Naming guide

How to Check If a Company Name Is Available

March 2026 8 min read

Most founders check domain availability first. That is the wrong starting point. A name can have a clean .com and still carry an active federal trademark conflict, fail in three international markets, and sound like a different company when spoken aloud. Here is the right order -- five checks, why each matters, and how to run them without paying a lawyer for the preliminary work.

The right order matters

Checking availability in the wrong order wastes time and creates false confidence. Domain checks take 10 seconds but tell you almost nothing about whether you can actually use the name commercially. Trademark checks take 15 minutes and eliminate roughly 30% of strong candidates. Running them in reverse order means discovering a trademark conflict after you have already bought the domain, created a logo, and told people the name.

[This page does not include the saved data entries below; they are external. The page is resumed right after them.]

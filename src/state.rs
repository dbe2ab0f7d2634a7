use crate::uploader::Uploader;

/// Central application state shared across all Axum handlers.
#[derive(Clone)]
pub struct AppState {
    /// Upload pipeline, holding the resolved configuration and image tool.
    pub uploader: Uploader,
}
use std::{io::Cursor, path::Path};

use async_trait::async_trait;
use bytes::Bytes;
use image::{
    DynamicImage, ImageFormat, ImageReader, codecs::jpeg::JpegEncoder, imageops::FilterType,
};

use super::{ImageTool, ImagingError, THUMBNAIL_QUALITY, Transform};
use crate::config::ThumbSize;

/// [`ImageTool`] backed by the `image` crate.
///
/// Decoding and encoding are CPU bound, so every call runs on the blocking pool.
#[derive(Debug, Clone, Copy, Default)]
pub struct RustImageTool;

impl RustImageTool {
    pub fn new() -> Self {
        Self
    }
}

fn resize(img: DynamicImage, size: ThumbSize) -> DynamicImage {
    match size {
        ThumbSize::Box { width, height } => img.resize(width, height, FilterType::Lanczos3),
        ThumbSize::Width(width) => {
            let height = scaled_height(img.width(), img.height(), width);
            img.resize_exact(width, height, FilterType::Lanczos3)
        }
    }
}

/// Height that keeps the aspect ratio when scaling `orig_width` to `width`.
fn scaled_height(orig_width: u32, orig_height: u32, width: u32) -> u32 {
    if orig_width == 0 {
        return 1;
    }
    let ratio = orig_height as f64 / orig_width as f64;
    ((width as f64 * ratio).round() as u32).max(1)
}

fn apply(img: DynamicImage, op: &Transform) -> DynamicImage {
    match op {
        Transform::Crop(rect) => img.crop_imm(rect.x, rect.y, rect.width, rect.height),
        Transform::Resize(size) => resize(img, *size),
    }
}

fn encode(img: &DynamicImage, format: ImageFormat, quality: u8) -> Result<Vec<u8>, ImagingError> {
    let mut buf = Vec::new();
    match format {
        ImageFormat::Jpeg => {
            // JPEG has no alpha channel
            let rgb = DynamicImage::ImageRgb8(img.to_rgb8());
            rgb.write_with_encoder(JpegEncoder::new_with_quality(&mut buf, quality))?;
        }
        other => img.write_to(&mut Cursor::new(&mut buf), other)?,
    }
    Ok(buf)
}

#[async_trait]
impl ImageTool for RustImageTool {
    async fn transform(
        &self,
        data: Bytes,
        format: ImageFormat,
        ops: &[Transform],
        quality: u8,
    ) -> Result<Bytes, ImagingError> {
        let ops = ops.to_vec();

        tokio::task::spawn_blocking(move || {
            let img = image::load_from_memory_with_format(&data, format)?;
            let img = ops.iter().fold(img, apply);
            encode(&img, format, quality).map(Bytes::from)
        })
        .await?
    }

    async fn thumbnail(
        &self,
        source: &Path,
        target: &Path,
        size: ThumbSize,
    ) -> Result<(), ImagingError> {
        let source = source.to_path_buf();
        let target = target.to_path_buf();

        tokio::task::spawn_blocking(move || {
            let reader = ImageReader::open(&source)?.with_guessed_format()?;
            let source_format = reader.format();
            let img = reader.decode()?;

            let thumb = match size {
                ThumbSize::Box { width, height } => img.thumbnail(width, height),
                ThumbSize::Width(_) => resize(img, size),
            };

            let format = ImageFormat::from_path(&target)
                .ok()
                .or(source_format)
                .ok_or_else(|| ImagingError::UnsupportedFormat(target.display().to_string()))?;

            let bytes = encode(&thumb, format, THUMBNAIL_QUALITY)?;
            std::fs::write(&target, bytes)?;
            Ok(())
        })
        .await?
    }
}
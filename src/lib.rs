//! File upload handling for axum: multipart and XHR stream uploads,
//! size/type validation, collision-safe storage and image thumbnails.

pub mod config;
pub mod directory;
pub mod error;
pub mod handlers;
pub mod imaging;
pub mod models;
pub mod mover;
pub mod naming;
pub mod receiver;
pub mod routes;
pub mod state;
pub mod thumbnail;
pub mod uploader;
pub mod utils;
pub mod validate;

pub use config::{ConfigError, CropRect, ThumbSize, UploadConfig, UploadOptions};
pub use error::{AppError, UploadError, ValidationError};
pub use imaging::{ImageTool, ImagingError, RustImageTool, Transform};
pub use models::{FileField, FileResult, UploadOutcome, UploadedFile};
pub use uploader::Uploader;
use std::path::PathBuf;

use futures::future::join_all;
use tracing::{debug, warn};

use crate::{
    config::{ThumbSize, UploadConfig},
    directory::ensure_dir,
    imaging::ImageTool,
    models::FileResult,
};

/// Where one thumbnail of a stored file goes.
#[derive(Debug, Clone, PartialEq, Eq)]
pub struct ThumbTarget {
    pub size: ThumbSize,
    pub dir: PathBuf,
    pub path: PathBuf,
    pub url: String,
    pub key: String,
}

/// Compute the target for `size`.
///
/// Sub-directory mode stores `<upload_dir>/<tag>/<name>`; otherwise the
/// thumbnail sits next to the original as `thumb_<tag>_<name>`.
pub fn thumb_target(config: &UploadConfig, name: &str, size: ThumbSize) -> ThumbTarget {
    let tag = size.tag();
    let (dir, file_name, url) = if config.thumb_to_sub_dir {
        (
            PathBuf::from(&config.upload_dir).join(&tag),
            name.to_string(),
            format!("{}{}/{}", config.upload_url, tag, name),
        )
    } else {
        let file_name = format!("thumb_{}_{}", tag, name);
        (
            PathBuf::from(&config.upload_dir),
            file_name.clone(),
            format!("{}{}", config.upload_url, file_name),
        )
    };

    ThumbTarget {
        size,
        path: dir.join(file_name),
        dir,
        url,
        key: size.key(),
    }
}

/// Generate every configured thumbnail for a stored file.
///
/// Sizes run concurrently and are all awaited before returning. A failed
/// size is logged and left out of the result; the file itself still counts
/// as uploaded.
pub async fn create_thumbnails(
    mut result: FileResult,
    config: &UploadConfig,
    images: &dyn ImageTool,
) -> FileResult {
    if !config.thumbnails || !result.success || !config.is_image(&result.original_name) {
        return result;
    }

    let source = PathBuf::from(&result.destination_dir).join(&result.name);
    let targets: Vec<_> = config
        .thumb_sizes
        .iter()
        .map(|size| thumb_target(config, &result.name, *size))
        .collect();
    debug!(file = %result.name, sizes = targets.len(), "Create thumbnails");

    let outcomes = join_all(targets.into_iter().map(|target| {
        let source = &source;
        async move {
            if config.thumb_to_sub_dir {
                ensure_dir(&target.dir).await;
            }
            let outcome = images.thumbnail(source, &target.path, target.size).await;
            (target, outcome)
        }
    }))
    .await;

    for (target, outcome) in outcomes {
        match outcome {
            Ok(()) => {
                debug!(key = %target.key, url = %target.url, "Thumbnail created");
                result.record_thumbnail(target.key, target.url);
            }
            Err(e) => warn!(
                file = %result.name,
                size = %target.size.tag(),
                error = %e,
                "Thumbnail generation failed"
            ),
        }
    }

    result
}

#[cfg(test)]
mod tests {
    use super::*;
    use crate::{
        config::{UploadOptions, normalize_dir},
        imaging::testing::RecordingTool,
        models::UploadedFile,
    };
    use std::path::Path;
    use tempfile::TempDir;

    fn config(dir: &Path, options: UploadOptions) -> UploadConfig {
        UploadConfig::resolve(UploadOptions {
            thumbnails: options.thumbnails.or(Some(true)),
            upload_dir: Some(dir.to_string_lossy().into_owned()),
            ..options
        })
        .unwrap()
    }

    fn stored(dir: &Path, name: &str) -> FileResult {
        std::fs::write(dir.join(name), b"img").unwrap();
        let file = UploadedFile {
            path: dir.join("tmp"),
            name: name.to_string(),
            size: 3,
            content_type: "image/png".into(),
        };
        let mut result = FileResult::new(&file, &normalize_dir(&dir.to_string_lossy()));
        result.url = format!("/files/{}", name);
        result.succeed()
    }

    #[test]
    fn targets_in_sub_dirs() {
        let cfg = config(
            Path::new("/srv/files"),
            UploadOptions { thumb_to_sub_dir: Some(true), ..Default::default() },
        );

        let boxed = thumb_target(&cfg, "a.png", ThumbSize::Box { width: 100, height: 100 });
        assert_eq!(boxed.dir, PathBuf::from("/srv/files/100x100"));
        assert_eq!(boxed.path, PathBuf::from("/srv/files/100x100/a.png"));
        assert_eq!(boxed.url, "/files/100x100/a.png");
        assert_eq!(boxed.key, "100_100");

        let width = thumb_target(&cfg, "a.png", ThumbSize::Width(140));
        assert_eq!(width.path, PathBuf::from("/srv/files/140/a.png"));
        assert_eq!(width.url, "/files/140/a.png");
        assert_eq!(width.key, "140");
    }

    #[test]
    fn targets_alongside_original() {
        let cfg = config(Path::new("/srv/files"), UploadOptions::default());

        let boxed = thumb_target(&cfg, "a.png", ThumbSize::Box { width: 100, height: 80 });
        assert_eq!(boxed.path, PathBuf::from("/srv/files/thumb_100x80_a.png"));
        assert_eq!(boxed.url, "/files/thumb_100x80_a.png");
        assert_eq!(boxed.key, "100_80");
    }

    #[tokio::test]
    async fn records_every_size() {
        let dir = TempDir::new().unwrap();
        let cfg = config(
            dir.path(),
            UploadOptions {
                thumb_to_sub_dir: Some(true),
                thumb_sizes: Some(vec![
                    ThumbSize::Width(140),
                    ThumbSize::Box { width: 100, height: 100 },
                ]),
                ..Default::default()
            },
        );
        let tool = RecordingTool::default();

        let result = create_thumbnails(stored(dir.path(), "a.png"), &cfg, &tool).await;

        assert_eq!(tool.thumbnail_calls(), 2);
        assert_eq!(result.thumbnails, vec!["/files/140/a.png", "/files/100x100/a.png"]);
        assert_eq!(result.thumbnail_obj["140"], "/files/140/a.png");
        assert_eq!(result.thumbnail_obj["100_100"], "/files/100x100/a.png");
        assert!(dir.path().join("140/a.png").exists());
        assert!(dir.path().join("100x100/a.png").exists());
    }

    #[tokio::test]
    async fn failed_size_does_not_stop_siblings() {
        let dir = TempDir::new().unwrap();
        let failing = ThumbSize::Box { width: 50, height: 50 };
        let cfg = config(
            dir.path(),
            UploadOptions {
                thumb_sizes: Some(vec![failing, ThumbSize::Box { width: 100, height: 100 }]),
                ..Default::default()
            },
        );
        let tool = RecordingTool { fail_thumbnails_for: Some(failing), ..Default::default() };

        let result = create_thumbnails(stored(dir.path(), "a.png"), &cfg, &tool).await;

        assert!(result.success);
        assert_eq!(tool.thumbnail_calls(), 2);
        assert_eq!(result.thumbnails, vec!["/files/thumb_100x100_a.png"]);
        assert!(!result.thumbnail_obj.contains_key("50_50"));
    }

    #[tokio::test]
    async fn skips_non_images_and_disabled_thumbnails() {
        let dir = TempDir::new().unwrap();
        let tool = RecordingTool::default();

        let cfg = config(dir.path(), UploadOptions::default());
        let result = create_thumbnails(stored(dir.path(), "notes.txt"), &cfg, &tool).await;
        assert!(result.thumbnails.is_empty());

        let cfg = config(
            dir.path(),
            UploadOptions { thumbnails: Some(false), ..Default::default() },
        );
        let result = create_thumbnails(stored(dir.path(), "a.png"), &cfg, &tool).await;
        assert!(result.thumbnails.is_empty());

        assert_eq!(tool.thumbnail_calls(), 0);
    }
}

Correct check sequence -- fastest to most expensive
1
Phoneme and brand fit check. Does the name create the right impression? Eliminates structurally weak candidates before any availability work.
Free / 2 min
2
Trademark knock-out search (TESS). Active federal registrations in your class. Most important legal check. Free, but requires knowing your International Class.
Free / 15 min
3
Domain availability. .com first, then variants. Checks out in 30 seconds per name. Run after trademark to avoid wasting time on conflicted names.
Free / 1 min
4
Social handle check. X/Twitter, LinkedIn, Instagram. Required for brand consistency. Run in parallel with domain.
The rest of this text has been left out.